Material for this task »

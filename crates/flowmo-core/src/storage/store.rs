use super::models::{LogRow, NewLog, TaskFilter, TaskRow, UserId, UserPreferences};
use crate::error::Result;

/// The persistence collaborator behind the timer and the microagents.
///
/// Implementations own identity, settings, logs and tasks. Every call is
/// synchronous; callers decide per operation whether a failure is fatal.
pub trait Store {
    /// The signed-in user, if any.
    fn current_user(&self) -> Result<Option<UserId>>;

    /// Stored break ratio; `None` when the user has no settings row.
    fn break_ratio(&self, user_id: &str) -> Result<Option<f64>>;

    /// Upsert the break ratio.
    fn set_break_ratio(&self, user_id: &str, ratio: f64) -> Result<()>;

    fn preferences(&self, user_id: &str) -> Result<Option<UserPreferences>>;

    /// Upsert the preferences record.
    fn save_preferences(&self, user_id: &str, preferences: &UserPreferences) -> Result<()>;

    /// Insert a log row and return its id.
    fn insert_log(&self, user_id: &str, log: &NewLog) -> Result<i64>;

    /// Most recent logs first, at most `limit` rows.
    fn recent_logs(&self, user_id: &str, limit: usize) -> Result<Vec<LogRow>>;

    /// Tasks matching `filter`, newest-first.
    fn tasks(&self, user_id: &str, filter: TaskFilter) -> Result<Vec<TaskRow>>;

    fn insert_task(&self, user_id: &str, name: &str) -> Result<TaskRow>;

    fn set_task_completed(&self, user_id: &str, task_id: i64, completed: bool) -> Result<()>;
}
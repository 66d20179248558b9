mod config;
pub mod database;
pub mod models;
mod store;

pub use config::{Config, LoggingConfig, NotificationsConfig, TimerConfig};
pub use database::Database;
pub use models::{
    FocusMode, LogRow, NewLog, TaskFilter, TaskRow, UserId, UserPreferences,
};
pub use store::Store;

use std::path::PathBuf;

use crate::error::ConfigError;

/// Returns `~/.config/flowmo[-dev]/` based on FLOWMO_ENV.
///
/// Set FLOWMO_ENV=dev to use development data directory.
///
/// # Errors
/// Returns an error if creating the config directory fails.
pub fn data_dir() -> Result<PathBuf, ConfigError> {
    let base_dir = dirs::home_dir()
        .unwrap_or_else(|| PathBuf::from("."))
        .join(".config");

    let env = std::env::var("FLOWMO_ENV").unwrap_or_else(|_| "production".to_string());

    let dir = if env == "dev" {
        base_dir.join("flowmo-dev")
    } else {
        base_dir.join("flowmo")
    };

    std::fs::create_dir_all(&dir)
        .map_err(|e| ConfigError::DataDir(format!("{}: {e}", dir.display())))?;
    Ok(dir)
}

Task statement »
Copy each line of the records that has "TaskRow" in it.

Task solution »
use super::models::{LogRow, NewLog, TaskFilter, TaskRow, UserId, UserPreferences};
    fn tasks(&self, user_id: &str, filter: TaskFilter) -> Result<Vec<TaskRow>>;
    fn insert_task(&self, user_id: &str, name: &str) -> Result<TaskRow>;
    FocusMode, LogRow, NewLog, TaskFilter, TaskRow, UserId, UserPreferences,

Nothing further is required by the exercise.